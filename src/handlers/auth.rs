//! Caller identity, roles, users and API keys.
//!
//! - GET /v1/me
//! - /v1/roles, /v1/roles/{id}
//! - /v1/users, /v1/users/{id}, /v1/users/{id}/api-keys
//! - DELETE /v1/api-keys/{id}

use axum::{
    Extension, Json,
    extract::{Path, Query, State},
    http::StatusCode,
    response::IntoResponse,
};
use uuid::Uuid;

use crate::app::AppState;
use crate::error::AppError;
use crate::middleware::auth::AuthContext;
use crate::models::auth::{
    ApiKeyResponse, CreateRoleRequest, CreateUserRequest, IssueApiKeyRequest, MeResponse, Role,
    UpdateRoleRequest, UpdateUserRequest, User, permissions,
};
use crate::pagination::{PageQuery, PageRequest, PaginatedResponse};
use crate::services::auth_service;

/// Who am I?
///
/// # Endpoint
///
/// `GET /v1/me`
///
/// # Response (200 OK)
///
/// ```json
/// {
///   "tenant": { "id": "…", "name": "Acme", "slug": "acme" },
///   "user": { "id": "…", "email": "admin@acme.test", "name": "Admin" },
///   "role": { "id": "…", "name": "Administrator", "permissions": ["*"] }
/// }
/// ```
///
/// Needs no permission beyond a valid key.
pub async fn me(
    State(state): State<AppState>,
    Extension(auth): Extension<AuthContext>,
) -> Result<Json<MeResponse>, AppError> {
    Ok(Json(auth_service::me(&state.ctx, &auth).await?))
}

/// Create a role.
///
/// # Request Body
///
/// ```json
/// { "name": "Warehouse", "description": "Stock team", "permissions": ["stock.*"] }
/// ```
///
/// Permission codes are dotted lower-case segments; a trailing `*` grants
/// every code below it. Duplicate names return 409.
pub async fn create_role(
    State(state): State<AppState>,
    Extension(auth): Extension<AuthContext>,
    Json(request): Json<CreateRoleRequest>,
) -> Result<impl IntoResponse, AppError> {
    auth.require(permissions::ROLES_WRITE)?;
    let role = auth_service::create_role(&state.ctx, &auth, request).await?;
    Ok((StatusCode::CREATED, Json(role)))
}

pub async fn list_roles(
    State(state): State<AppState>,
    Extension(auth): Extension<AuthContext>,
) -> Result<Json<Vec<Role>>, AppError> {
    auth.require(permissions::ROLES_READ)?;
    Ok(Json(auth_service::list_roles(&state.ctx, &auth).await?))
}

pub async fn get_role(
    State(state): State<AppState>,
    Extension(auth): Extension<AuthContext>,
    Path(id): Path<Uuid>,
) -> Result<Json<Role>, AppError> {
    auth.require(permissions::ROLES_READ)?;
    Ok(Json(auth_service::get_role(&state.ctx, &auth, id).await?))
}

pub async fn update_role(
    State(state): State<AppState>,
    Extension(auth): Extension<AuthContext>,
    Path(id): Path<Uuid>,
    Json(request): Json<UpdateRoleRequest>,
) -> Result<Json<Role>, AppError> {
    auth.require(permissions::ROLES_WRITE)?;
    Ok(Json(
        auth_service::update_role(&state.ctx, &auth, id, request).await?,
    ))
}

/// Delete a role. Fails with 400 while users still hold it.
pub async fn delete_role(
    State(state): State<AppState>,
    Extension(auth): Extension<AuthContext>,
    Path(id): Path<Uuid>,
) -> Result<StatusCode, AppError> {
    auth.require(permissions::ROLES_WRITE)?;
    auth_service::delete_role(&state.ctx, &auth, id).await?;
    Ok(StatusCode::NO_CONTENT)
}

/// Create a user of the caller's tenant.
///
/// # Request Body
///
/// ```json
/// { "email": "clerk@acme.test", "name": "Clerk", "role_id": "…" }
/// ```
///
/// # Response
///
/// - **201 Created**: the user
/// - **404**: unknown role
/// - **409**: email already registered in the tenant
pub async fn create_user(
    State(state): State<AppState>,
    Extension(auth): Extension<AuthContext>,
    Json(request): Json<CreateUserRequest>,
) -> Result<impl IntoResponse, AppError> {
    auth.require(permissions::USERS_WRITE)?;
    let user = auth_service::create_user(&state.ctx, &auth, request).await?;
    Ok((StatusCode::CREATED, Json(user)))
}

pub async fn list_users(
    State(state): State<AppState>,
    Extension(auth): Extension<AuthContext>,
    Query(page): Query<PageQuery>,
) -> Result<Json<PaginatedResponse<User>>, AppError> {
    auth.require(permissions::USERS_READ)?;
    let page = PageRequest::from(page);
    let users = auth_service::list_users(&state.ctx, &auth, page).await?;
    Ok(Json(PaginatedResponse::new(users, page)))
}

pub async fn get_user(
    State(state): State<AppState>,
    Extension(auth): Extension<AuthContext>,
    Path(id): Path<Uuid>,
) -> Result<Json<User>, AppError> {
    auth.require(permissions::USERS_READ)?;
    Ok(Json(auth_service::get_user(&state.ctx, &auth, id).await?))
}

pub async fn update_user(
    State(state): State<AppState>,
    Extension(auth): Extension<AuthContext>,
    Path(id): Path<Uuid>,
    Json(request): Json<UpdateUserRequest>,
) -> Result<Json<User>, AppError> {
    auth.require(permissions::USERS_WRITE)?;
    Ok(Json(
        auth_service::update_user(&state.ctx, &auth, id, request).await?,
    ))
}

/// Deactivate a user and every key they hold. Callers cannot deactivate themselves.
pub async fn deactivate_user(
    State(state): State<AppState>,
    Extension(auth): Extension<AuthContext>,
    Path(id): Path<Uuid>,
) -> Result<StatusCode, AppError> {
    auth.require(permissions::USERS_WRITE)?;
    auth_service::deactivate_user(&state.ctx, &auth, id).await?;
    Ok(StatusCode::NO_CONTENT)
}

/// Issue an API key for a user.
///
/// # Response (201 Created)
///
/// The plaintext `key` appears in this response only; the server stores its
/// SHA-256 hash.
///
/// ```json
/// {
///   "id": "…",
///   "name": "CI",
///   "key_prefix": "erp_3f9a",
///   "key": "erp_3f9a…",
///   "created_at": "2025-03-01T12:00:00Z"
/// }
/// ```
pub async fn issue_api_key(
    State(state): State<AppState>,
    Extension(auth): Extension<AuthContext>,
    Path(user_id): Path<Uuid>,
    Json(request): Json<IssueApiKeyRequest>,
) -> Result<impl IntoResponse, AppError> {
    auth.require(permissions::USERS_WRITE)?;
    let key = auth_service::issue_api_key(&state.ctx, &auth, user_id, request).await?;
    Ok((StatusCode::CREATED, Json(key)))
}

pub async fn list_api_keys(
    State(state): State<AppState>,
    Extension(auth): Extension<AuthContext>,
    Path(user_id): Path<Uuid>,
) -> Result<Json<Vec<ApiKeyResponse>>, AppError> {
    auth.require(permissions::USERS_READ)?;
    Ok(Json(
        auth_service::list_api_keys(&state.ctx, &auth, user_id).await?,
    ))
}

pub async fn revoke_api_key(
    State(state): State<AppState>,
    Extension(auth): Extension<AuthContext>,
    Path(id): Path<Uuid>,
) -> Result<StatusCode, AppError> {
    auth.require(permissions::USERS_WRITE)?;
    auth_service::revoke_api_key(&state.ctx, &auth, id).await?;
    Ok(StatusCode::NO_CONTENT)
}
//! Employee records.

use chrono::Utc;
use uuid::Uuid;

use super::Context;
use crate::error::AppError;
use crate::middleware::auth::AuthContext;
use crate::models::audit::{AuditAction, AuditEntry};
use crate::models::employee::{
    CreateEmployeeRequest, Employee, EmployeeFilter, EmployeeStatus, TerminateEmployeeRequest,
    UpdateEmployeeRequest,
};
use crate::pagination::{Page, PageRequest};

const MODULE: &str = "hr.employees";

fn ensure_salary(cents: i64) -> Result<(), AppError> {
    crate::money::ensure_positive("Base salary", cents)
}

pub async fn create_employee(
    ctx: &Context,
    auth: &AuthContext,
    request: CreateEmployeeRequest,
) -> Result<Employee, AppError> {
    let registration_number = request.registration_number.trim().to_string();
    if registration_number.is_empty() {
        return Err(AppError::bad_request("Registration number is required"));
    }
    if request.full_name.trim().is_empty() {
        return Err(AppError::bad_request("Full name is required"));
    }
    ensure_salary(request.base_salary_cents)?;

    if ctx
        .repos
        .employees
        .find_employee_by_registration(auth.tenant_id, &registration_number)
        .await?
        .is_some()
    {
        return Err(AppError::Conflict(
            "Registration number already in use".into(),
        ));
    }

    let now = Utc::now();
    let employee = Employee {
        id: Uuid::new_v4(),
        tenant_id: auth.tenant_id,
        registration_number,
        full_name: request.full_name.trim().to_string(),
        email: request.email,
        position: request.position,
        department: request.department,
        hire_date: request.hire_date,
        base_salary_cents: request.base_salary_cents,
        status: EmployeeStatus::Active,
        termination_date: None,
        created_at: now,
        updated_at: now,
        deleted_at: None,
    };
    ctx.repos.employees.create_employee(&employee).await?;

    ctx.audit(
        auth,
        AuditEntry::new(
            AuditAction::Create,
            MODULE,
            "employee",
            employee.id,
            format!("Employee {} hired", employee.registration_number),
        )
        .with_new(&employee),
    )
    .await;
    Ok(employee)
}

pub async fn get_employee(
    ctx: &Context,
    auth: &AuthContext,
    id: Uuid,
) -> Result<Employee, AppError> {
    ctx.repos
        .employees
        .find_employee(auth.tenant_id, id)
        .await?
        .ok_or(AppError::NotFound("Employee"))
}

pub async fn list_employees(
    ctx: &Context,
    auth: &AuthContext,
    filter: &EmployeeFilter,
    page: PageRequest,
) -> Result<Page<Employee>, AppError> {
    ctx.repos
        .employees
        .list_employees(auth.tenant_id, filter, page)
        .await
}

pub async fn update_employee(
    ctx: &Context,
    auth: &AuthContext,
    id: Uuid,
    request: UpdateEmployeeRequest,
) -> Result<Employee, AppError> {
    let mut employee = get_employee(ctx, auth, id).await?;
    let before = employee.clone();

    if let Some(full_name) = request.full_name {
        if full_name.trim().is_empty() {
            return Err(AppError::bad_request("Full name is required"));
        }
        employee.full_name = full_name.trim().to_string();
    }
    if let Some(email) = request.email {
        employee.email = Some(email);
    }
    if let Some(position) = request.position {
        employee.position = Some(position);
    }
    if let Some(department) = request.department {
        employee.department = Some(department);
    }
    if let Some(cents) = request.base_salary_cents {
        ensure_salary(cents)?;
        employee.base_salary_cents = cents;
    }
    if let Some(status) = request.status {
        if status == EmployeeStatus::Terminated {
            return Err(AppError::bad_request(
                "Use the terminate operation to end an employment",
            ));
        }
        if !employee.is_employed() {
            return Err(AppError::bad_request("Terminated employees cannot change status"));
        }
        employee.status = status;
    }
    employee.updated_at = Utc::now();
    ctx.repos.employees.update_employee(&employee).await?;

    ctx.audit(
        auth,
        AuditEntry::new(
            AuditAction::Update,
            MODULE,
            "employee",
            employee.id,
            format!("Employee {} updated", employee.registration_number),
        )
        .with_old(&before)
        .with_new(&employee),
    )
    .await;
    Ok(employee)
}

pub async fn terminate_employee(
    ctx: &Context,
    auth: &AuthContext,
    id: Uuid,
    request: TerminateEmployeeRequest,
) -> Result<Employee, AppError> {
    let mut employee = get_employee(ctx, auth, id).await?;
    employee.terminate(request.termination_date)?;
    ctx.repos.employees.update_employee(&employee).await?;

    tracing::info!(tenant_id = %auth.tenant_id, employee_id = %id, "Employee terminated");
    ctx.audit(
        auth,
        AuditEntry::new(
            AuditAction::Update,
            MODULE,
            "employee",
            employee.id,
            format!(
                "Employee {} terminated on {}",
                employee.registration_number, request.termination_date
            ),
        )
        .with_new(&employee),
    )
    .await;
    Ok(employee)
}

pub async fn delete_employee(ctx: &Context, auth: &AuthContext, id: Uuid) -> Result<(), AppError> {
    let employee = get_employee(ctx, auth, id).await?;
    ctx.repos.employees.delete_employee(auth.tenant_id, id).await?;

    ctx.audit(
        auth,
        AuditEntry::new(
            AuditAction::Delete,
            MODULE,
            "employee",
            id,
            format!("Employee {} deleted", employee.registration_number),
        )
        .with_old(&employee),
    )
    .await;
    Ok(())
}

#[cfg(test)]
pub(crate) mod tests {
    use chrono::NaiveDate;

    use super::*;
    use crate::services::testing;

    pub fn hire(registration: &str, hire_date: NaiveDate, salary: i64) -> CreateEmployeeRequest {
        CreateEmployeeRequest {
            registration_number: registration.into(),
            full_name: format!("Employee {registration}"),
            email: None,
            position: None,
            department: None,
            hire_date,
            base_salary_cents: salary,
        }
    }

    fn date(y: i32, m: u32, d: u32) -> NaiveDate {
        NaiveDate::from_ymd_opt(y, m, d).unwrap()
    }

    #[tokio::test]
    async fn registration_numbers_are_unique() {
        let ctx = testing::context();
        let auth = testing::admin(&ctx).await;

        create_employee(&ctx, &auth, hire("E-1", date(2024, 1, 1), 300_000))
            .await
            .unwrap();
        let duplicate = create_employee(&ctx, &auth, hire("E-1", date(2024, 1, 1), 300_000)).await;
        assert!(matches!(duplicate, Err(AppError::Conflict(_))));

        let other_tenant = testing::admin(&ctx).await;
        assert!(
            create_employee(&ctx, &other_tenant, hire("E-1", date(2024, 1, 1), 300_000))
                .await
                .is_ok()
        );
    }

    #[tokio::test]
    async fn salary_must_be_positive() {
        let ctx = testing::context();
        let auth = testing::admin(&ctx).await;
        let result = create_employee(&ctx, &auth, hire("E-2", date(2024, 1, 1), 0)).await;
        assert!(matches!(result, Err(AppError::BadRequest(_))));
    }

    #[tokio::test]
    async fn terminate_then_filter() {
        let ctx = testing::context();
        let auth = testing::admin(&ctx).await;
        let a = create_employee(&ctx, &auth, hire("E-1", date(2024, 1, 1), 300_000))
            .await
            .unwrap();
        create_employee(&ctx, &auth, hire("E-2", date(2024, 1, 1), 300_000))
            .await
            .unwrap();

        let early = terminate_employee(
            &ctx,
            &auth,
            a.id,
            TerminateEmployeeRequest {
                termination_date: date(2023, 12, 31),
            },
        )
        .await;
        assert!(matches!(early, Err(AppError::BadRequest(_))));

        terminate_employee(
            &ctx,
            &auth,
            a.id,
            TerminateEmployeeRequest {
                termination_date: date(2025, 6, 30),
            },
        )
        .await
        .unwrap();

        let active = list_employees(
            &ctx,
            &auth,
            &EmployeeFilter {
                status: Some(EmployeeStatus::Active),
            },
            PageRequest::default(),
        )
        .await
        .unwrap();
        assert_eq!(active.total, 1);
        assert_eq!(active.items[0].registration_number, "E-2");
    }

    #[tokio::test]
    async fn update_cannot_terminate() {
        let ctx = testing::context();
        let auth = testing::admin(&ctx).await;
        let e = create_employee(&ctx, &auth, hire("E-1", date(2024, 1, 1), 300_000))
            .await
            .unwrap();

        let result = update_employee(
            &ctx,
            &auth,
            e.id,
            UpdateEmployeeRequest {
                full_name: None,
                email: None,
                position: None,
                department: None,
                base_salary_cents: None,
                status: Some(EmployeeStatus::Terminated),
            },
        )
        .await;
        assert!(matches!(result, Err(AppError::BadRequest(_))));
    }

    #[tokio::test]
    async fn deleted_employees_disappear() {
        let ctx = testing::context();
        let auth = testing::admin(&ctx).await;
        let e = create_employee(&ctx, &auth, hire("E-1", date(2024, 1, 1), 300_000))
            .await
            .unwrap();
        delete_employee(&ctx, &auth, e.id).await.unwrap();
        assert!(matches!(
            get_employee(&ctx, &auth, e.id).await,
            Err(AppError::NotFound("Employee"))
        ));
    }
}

- [Problem statement]:
Return every line from the entries above that contains the word "PageQuery".

- [Answer section]:
use crate::pagination::{PageQuery, PageRequest, PaginatedResponse};
    Query(page): Query<PageQuery>,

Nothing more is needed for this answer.